### Activity
Copy out each line of the data below in which the string "along" appears.

Excerpts from a dataset
:::

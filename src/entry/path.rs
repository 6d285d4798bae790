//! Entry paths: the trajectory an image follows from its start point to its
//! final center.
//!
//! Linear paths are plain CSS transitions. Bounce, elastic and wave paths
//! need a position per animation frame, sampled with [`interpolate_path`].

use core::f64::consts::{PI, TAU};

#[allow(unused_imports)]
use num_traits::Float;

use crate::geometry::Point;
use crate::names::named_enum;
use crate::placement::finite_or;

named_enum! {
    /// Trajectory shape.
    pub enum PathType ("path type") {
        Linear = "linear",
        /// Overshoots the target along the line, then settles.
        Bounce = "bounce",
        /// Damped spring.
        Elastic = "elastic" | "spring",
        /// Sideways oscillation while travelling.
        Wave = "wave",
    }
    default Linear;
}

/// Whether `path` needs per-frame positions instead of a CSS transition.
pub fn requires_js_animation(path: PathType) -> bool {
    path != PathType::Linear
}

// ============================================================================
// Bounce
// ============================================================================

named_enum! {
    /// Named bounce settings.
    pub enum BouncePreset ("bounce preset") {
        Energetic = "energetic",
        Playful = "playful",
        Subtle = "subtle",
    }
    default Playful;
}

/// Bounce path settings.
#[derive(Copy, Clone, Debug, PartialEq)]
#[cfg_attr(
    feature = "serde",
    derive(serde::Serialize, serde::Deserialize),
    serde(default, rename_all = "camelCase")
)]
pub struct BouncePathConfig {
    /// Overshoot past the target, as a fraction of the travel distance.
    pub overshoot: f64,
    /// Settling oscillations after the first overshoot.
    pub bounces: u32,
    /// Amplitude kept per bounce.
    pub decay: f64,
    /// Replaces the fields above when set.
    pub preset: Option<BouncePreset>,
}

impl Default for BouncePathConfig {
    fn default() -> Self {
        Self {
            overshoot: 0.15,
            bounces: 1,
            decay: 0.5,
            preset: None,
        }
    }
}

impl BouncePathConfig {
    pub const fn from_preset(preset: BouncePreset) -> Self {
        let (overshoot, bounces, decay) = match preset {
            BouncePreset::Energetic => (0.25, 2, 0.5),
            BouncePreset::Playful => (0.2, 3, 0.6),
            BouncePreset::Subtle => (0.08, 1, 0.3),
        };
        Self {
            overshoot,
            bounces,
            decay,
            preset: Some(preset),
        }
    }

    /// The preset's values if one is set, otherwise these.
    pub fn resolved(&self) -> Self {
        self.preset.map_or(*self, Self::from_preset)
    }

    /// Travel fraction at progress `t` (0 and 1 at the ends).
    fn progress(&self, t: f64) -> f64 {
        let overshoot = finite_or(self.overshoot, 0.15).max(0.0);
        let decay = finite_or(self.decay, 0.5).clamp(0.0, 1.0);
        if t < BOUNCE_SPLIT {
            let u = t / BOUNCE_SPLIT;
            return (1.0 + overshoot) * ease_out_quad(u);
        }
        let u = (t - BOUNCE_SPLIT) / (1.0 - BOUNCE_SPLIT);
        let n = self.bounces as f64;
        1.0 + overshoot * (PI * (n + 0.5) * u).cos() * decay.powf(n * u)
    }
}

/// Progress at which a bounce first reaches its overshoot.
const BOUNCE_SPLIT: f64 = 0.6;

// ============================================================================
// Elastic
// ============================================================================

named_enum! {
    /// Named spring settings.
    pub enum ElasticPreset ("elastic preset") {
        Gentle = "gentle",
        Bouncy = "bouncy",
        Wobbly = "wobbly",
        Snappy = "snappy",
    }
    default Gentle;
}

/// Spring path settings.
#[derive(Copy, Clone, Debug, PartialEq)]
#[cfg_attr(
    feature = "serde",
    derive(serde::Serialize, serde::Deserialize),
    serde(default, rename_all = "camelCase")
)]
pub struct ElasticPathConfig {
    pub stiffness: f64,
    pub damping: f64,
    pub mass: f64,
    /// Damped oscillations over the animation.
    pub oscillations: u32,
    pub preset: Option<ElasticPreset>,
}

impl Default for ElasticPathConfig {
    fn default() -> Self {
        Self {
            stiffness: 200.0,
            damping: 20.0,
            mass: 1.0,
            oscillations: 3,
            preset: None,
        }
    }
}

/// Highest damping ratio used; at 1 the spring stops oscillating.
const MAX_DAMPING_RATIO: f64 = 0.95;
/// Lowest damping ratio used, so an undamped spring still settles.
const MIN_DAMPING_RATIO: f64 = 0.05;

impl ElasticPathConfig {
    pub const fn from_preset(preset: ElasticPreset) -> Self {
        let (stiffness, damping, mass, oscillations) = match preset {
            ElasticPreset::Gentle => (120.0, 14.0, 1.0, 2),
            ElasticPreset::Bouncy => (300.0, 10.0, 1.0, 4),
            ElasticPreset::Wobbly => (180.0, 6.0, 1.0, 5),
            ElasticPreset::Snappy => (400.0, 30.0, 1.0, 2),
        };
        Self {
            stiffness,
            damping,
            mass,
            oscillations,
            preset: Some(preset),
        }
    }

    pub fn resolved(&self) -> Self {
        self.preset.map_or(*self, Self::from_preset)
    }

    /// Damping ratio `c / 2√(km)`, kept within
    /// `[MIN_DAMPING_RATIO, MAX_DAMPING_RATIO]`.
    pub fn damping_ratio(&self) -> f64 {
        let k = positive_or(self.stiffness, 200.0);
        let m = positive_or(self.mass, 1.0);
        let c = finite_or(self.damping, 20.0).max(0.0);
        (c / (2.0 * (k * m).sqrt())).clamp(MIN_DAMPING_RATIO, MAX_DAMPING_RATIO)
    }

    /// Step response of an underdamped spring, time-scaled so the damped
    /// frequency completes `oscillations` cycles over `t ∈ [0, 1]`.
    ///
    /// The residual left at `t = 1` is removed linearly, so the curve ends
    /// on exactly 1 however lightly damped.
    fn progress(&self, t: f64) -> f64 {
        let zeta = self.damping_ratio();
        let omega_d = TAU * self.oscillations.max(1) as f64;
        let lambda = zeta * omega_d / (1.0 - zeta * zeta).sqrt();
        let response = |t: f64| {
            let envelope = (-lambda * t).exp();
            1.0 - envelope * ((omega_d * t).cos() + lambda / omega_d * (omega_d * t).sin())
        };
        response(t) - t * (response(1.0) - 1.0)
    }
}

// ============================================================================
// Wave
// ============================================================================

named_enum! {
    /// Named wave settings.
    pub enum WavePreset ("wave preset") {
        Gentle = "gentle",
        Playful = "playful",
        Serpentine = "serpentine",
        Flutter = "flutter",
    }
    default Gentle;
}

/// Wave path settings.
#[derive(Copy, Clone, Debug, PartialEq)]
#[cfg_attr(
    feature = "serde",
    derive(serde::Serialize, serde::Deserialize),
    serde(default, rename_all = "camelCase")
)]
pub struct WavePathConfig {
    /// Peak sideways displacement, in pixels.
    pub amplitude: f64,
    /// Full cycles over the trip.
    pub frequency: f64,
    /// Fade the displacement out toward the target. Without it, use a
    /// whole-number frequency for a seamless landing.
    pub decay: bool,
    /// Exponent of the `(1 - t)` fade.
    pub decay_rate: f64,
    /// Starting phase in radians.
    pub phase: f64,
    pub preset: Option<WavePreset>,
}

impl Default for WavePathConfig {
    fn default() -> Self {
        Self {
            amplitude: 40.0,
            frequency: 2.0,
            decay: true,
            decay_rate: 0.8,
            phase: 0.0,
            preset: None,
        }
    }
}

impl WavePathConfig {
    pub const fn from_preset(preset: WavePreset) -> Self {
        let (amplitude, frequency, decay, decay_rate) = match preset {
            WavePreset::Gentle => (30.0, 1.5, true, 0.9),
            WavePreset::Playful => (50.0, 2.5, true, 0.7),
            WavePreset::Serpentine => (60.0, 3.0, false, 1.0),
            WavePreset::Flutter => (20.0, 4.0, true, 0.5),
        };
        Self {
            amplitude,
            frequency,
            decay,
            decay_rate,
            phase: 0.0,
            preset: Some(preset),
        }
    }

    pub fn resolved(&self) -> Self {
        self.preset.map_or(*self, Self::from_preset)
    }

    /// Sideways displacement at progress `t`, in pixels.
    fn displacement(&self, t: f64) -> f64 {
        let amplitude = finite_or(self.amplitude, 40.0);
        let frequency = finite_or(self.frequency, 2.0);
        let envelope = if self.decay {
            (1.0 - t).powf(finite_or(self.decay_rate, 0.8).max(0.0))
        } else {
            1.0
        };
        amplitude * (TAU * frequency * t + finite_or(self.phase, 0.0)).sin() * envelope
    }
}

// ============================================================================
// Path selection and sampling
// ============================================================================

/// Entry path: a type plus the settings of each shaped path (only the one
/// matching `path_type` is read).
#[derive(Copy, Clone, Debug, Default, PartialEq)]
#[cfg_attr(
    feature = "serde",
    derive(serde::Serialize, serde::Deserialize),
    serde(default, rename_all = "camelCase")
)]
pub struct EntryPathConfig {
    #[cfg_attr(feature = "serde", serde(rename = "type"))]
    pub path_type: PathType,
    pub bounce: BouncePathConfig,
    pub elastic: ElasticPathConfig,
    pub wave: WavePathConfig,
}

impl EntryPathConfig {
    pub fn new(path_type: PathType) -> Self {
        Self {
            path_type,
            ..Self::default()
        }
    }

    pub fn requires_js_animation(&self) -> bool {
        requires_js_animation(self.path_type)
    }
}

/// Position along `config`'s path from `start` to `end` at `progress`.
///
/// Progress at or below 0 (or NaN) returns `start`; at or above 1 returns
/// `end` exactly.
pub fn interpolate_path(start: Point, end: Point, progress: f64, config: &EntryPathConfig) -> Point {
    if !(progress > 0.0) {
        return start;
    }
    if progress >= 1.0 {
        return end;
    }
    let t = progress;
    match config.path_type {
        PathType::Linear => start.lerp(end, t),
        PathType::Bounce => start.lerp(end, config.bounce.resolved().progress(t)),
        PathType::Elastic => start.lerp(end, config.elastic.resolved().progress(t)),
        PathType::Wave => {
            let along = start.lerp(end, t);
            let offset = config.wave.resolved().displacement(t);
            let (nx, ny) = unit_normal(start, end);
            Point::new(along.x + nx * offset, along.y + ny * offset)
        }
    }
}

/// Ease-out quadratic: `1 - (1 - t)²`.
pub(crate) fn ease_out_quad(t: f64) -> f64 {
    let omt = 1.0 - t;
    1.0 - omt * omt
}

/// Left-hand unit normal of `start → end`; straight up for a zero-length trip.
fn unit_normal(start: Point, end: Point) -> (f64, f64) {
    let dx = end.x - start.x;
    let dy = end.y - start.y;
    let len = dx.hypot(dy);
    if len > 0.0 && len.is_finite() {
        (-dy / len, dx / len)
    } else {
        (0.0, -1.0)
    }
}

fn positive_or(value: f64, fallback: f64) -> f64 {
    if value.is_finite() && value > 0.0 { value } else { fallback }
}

:::

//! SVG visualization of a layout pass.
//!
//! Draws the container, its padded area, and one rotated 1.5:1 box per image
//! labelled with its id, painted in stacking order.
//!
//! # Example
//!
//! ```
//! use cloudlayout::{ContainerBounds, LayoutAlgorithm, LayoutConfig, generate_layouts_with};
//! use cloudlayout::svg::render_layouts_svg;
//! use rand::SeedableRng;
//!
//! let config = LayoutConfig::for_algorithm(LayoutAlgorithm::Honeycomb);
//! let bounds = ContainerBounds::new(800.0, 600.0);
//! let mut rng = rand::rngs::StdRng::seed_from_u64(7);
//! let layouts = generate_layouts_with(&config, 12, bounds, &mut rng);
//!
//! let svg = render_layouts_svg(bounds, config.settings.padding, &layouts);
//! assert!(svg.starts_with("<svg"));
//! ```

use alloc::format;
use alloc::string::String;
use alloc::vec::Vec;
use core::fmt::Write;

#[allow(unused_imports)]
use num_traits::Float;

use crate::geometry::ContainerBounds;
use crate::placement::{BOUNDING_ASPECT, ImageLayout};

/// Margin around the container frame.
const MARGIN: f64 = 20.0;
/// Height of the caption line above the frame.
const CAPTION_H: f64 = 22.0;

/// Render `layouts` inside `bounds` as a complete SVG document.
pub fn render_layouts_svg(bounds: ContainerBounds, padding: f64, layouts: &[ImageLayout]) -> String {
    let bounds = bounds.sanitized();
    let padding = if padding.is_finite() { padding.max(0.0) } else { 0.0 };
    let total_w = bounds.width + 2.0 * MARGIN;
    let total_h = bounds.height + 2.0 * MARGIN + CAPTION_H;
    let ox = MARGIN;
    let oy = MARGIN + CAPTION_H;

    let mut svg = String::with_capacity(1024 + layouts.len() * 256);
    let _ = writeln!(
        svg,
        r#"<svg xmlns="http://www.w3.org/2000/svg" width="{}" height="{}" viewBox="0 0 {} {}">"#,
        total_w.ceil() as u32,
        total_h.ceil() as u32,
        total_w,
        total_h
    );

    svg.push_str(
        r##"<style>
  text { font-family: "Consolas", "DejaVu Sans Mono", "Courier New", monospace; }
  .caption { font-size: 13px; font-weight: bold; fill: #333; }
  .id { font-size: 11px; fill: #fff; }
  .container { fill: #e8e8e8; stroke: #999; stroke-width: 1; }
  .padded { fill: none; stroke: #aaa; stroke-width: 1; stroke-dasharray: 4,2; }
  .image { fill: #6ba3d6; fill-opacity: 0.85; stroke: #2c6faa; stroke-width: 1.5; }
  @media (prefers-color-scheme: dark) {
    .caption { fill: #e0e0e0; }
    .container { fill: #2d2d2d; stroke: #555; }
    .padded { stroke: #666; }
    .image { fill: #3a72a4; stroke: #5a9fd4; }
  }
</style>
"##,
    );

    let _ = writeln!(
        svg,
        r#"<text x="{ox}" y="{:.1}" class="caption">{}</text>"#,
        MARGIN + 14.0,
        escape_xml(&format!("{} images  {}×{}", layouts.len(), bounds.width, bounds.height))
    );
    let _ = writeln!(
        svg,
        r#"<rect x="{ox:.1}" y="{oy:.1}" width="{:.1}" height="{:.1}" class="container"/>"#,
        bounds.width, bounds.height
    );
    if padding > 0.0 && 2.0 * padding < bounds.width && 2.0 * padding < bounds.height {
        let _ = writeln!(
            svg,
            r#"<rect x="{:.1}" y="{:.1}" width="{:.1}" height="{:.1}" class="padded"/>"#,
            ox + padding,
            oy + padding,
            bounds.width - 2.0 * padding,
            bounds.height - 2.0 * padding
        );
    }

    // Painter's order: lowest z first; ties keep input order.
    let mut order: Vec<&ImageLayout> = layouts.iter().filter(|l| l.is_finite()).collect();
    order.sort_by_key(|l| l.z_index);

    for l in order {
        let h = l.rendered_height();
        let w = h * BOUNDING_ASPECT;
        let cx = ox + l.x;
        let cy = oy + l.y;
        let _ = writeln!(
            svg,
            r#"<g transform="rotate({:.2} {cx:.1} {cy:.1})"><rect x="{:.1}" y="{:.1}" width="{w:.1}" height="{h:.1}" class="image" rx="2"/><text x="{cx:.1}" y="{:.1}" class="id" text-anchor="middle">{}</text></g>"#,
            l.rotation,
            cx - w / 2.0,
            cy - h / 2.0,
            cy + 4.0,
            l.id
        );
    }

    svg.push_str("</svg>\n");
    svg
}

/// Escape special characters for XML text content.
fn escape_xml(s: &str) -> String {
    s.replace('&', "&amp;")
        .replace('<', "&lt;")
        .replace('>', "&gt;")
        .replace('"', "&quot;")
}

:::

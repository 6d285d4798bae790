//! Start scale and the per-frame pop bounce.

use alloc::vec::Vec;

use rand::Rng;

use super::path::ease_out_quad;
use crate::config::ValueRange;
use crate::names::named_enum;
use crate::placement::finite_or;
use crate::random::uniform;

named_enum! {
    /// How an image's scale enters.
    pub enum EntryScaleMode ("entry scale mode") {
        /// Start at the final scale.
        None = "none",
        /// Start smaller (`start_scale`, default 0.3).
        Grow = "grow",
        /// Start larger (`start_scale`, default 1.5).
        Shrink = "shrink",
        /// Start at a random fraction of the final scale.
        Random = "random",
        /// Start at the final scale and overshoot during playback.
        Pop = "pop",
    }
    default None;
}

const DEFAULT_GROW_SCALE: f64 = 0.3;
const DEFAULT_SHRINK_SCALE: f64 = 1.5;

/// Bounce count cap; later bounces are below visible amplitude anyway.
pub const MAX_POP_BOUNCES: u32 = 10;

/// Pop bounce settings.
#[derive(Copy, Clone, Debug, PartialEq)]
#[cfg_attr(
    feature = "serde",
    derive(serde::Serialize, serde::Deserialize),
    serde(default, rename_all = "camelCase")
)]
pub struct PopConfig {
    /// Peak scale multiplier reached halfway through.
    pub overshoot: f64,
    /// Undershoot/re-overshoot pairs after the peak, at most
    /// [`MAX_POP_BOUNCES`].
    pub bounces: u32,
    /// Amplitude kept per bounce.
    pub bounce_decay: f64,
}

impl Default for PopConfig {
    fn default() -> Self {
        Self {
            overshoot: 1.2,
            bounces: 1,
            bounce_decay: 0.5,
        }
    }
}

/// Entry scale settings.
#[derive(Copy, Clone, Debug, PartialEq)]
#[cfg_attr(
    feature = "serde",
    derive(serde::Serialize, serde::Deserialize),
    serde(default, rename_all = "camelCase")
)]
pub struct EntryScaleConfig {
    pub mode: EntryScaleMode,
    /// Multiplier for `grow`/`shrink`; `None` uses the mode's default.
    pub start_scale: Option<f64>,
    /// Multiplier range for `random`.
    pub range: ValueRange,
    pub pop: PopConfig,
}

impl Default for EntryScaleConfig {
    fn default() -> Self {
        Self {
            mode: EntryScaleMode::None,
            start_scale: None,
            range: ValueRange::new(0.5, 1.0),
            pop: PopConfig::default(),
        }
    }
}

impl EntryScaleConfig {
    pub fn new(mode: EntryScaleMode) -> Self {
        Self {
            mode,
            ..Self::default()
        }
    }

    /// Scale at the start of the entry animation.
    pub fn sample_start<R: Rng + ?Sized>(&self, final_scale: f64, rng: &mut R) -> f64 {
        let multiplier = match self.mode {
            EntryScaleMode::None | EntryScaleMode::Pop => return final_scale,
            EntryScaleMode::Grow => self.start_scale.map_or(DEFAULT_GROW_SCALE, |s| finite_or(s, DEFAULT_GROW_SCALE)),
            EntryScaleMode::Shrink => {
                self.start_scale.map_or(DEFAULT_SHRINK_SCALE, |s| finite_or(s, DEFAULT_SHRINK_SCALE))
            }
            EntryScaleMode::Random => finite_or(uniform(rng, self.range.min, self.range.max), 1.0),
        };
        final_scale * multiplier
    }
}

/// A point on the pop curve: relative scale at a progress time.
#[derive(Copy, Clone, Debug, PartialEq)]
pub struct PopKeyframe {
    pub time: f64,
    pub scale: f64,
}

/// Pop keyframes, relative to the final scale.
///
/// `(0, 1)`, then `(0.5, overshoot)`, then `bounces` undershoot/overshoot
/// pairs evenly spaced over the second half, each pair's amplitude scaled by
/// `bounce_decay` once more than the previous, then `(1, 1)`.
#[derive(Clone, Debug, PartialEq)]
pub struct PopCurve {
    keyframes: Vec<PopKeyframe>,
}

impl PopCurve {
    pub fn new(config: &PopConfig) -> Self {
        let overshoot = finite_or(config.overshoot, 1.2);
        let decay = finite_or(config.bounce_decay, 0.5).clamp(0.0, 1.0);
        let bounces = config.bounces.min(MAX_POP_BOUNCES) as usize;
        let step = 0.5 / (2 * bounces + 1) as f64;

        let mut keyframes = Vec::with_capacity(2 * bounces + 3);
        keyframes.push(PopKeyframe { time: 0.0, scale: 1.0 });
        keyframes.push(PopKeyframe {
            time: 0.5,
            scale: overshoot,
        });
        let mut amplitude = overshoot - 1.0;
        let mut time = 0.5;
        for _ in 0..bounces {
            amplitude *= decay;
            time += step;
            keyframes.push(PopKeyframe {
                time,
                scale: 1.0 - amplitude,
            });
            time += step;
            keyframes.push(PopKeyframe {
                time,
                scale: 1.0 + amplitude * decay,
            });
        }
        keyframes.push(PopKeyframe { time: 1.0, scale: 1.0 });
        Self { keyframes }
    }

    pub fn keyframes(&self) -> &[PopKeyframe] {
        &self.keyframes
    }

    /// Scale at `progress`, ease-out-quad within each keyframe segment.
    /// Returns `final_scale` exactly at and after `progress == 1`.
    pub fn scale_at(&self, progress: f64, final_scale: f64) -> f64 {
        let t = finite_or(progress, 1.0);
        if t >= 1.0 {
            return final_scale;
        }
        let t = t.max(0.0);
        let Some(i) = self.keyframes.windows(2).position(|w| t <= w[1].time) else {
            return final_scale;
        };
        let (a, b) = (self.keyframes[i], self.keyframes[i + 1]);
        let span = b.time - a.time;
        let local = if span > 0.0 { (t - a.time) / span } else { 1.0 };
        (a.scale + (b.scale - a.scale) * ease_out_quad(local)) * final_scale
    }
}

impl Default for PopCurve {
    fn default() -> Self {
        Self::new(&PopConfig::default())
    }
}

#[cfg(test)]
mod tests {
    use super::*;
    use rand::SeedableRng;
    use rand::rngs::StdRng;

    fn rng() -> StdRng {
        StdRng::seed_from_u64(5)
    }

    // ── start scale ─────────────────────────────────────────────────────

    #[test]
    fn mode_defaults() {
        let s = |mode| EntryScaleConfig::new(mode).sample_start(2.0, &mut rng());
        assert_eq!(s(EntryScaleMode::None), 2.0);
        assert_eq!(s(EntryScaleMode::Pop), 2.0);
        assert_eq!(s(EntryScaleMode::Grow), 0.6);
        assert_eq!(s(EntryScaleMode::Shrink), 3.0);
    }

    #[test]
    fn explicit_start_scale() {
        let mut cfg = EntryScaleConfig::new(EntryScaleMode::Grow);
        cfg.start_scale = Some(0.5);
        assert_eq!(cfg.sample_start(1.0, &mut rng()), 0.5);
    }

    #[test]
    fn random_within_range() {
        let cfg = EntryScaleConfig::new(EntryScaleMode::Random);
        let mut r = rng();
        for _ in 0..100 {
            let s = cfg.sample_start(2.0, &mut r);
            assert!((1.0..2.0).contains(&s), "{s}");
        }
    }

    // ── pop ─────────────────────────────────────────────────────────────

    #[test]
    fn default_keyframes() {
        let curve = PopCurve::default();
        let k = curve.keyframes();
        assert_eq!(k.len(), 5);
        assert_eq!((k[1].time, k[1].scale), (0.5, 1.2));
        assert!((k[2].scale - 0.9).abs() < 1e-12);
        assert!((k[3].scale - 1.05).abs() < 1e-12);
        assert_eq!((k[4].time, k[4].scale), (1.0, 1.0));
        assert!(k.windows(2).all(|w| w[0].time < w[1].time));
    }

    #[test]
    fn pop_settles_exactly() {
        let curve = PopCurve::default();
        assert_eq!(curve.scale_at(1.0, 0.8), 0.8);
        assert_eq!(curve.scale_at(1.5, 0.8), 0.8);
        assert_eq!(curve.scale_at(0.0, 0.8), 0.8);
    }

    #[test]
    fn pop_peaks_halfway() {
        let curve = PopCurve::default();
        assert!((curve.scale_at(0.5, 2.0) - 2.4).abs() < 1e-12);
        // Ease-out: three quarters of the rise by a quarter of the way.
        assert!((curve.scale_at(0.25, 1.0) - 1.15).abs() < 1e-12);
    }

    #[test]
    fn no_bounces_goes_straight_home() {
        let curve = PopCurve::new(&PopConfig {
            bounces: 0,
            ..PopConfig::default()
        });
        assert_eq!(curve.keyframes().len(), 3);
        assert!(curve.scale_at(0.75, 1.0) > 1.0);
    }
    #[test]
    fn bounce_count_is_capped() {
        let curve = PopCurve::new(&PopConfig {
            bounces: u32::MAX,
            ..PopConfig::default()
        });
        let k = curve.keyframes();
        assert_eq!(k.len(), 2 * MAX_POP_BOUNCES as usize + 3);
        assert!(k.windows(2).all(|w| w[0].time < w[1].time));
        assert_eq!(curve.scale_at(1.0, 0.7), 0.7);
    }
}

:::

### Task output
        /// Overshoots the target along the line, then settles.
/// Position along `config`'s path from `start` to `end` at `progress`.
            let along = start.lerp(end, t);
            Point::new(along.x + nx * offset, along.y + ny * offset)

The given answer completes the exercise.